Simone Biles competes on Floor at the FIG Artistic Gymnastics World Championships on Oct. 13, 2019 in Stuttgart, Germany.
St. Louis remains the gateway to Tokyo for U.S. gymnasts, just one year later than expected.
The rescheduled U.S. Olympic Team Trials for Gymnastics will be held June 24-27 at the Enterprise Center in St. Louis, almost exactly one year after the event was originally planned for the same venue.
Both the trials and the Olympic Games Tokyo 2020 were delayed one year in an unprecedented move in response to the COVID-19 pandemic. The Tokyo Games will now run July 23-August 8, 2021, or starting one day earlier than they would have in 2020.
Those who had tickets for the 2020 trials will be able to use them in 2021 or request a refund from the seller, USA Gymnastics said. Because the 2020 trials had been sold old, the federation said “the opportunity to buy future tickets is unlikely.”
The two other major U.S. Olympic Team Trials events, swimming and track and field, had previously announced they would be returning to their same venues in 2021 as well.
The 2021 gymnastics trials are expected to follow the same format as planned for 2020, with the men competing on Thursday and Saturday, and the women on Friday and Sunday. Scores from both days will be combined, and the top two women and top man will automatically qualify for Team USA. The second-place man can also qualify if also has top-three finishes on at least three apparatuses.
Both the four-person women’s and men’s Olympic teams will be introduced at the end of the competition in St. Louis, with a selection committee determining the remaining spots.
In addition to the teams, another U.S. woman and two U.S. men could also earn Tokyo berths through a new individual qualification format. Should the U.S. earn those quotas, a selection committee would determine which athletes fill the spots as well.
Prior to the shutdown of global sports Jade Carey, a four-time world medalist, mathematically secured her position in Tokyo by merit of winning the floor exercise and vault competitions on the FIG Individual Apparatus World Cup series. Unless she elects to give up that spot, she would not be eligible for the team competition in Tokyo.
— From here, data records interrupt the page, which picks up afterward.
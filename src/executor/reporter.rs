//! Delivery of outcomes to an optionally attached observer
//!
//! The worker never touches observer state; it only sends on a channel. At
//! most one observer is attached at a time and attaching replaces the
//! previous one. Messages sent while nothing is attached are dropped.

use parking_lot::Mutex;
use std::fmt::Debug;
use tokio::sync::mpsc;
use tracing::debug;

/// Single-slot "latest observer" with an outbound message queue
pub struct Reporter<T> {
    slot: Mutex<Option<mpsc::UnboundedSender<T>>>,
}

impl<T: Debug + Send + 'static> Reporter<T> {
    pub fn new() -> Self {
        Self {
            slot: Mutex::new(None),
        }
    }

    /// Attach a new observer, replacing any previous one
    pub fn attach(&self) -> mpsc::UnboundedReceiver<T> {
        let (tx, rx) = mpsc::unbounded_channel();
        *self.slot.lock() = Some(tx);
        rx
    }

    /// Detach the current observer; later messages are dropped
    pub fn detach(&self) {
        self.slot.lock().take();
    }

    pub fn is_attached(&self) -> bool {
        self.slot.lock().as_ref().is_some_and(|tx| !tx.is_closed())
    }

    /// Deliver to the attached observer. Returns false when the message
    /// was dropped because nothing is listening.
    pub fn deliver(&self, message: T) -> bool {
        let mut slot = self.slot.lock();
        let Some(tx) = slot.as_ref() else {
            debug!("[REPORTER] No observer attached, dropping {:?}", message);
            return false;
        };
        match tx.send(message) {
            Ok(()) => true,
            Err(mpsc::error::SendError(message)) => {
                debug!("[REPORTER] Observer went away, dropping {:?}", message);
                slot.take();
                false
            }
        }
    }
}

impl<T: Debug + Send + 'static> Default for Reporter<T> {
    fn default() -> Self {
        Self::new()
    }
}

#[cfg(test)]
mod tests {
    use super::*;
    use remote_agent_shared::FailureReport;

    #[test]
    fn test_dropped_without_observer() {
        let reporter = Reporter::<FailureReport>::new();
        assert!(!reporter.is_attached());
        assert!(!reporter.deliver(FailureReport::new("ring", "failed")));
    }

    #[tokio::test]
    async fn test_delivered_to_attached_observer() {
        let reporter = Reporter::new();
        let mut rx = reporter.attach();
        assert!(reporter.deliver(FailureReport::new("ring", "failed")));
        assert_eq!(rx.recv().await, Some(FailureReport::new("ring", "failed")));
    }

    #[tokio::test]
    async fn test_attach_replaces_previous_observer() {
        let reporter = Reporter::new();
        let mut first = reporter.attach();
        let mut second = reporter.attach();

        assert!(reporter.deliver(FailureReport::new("vibrate", "failed")));
        assert!(first.recv().await.is_none());
        assert!(second.recv().await.is_some());
    }

    #[test]
    fn test_dropped_receiver_detaches() {
        let reporter = Reporter::new();
        let rx = reporter.attach();
        drop(rx);

        assert!(!reporter.is_attached());
        assert!(!reporter.deliver(FailureReport::new("ring", "failed")));
        reporter.detach();
        assert!(!reporter.deliver(FailureReport::new("ring", "failed")));
    }
}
Leading the charge for the U.S. women’s team is the incomparable Simone Biles, a four-time gold medalist in Rio and the most decorated gymnast in the history of the world championships with 25 medals, 19 of them gold. Competition for the other spots will be especially fierce, with 2017 world all-around champion Morgan Hurd and former world team members Kara Eaker, Sunisa Lee, Grace McCallum, Riley McCusker and MyKayla Skinner, as well as 2019 world junior vault champion Kayla DiCello, among the top contenders. Konnor McClain, a 2019 junior world bronze medalist with Team USA, is among the athletes eligible for 2021 who would have been just under the minimum age requirement had the Olympics been held in 2020. The U.S. women have won every global team championship dating back to 2011.
On the men’s side, two-time Olympian Sam Mikulak continues to set the standard for Team USA. A six-time U.S. all-around champ, Mikulak won his first individual world medal with a bronze on high bar in 2018. Yul Moldauer, the 2017 U.S. all-around champ and three-time world championships participant, should also be in the mix, along with fellow former world team members Trevor Howard, Marvin Kimble, Akash Modi, Eddie Penev, Colin Van Wicklen, Shane Wiskus, Donnell Whittenburg and Alec Yoder, as well as two-time worlds alternate Allan Bower.
The U.S. men finished fourth at the last world championships, one spot up from their position at the Rio Games.
The Gateway City has established itself as a pre-Olympic home for the sport in recent years, with the men’s trials and women’s national championships being there in 2016, as were the 2000 and 2012 U.S. championships for both men and women. The 2012 and ’16 events took place at Chaifetz Arena on the St. Louis University campus, while the 2021 competition will be held at the larger Enterprise Center, home of the NHL’s Blues, in downtown St. Louis.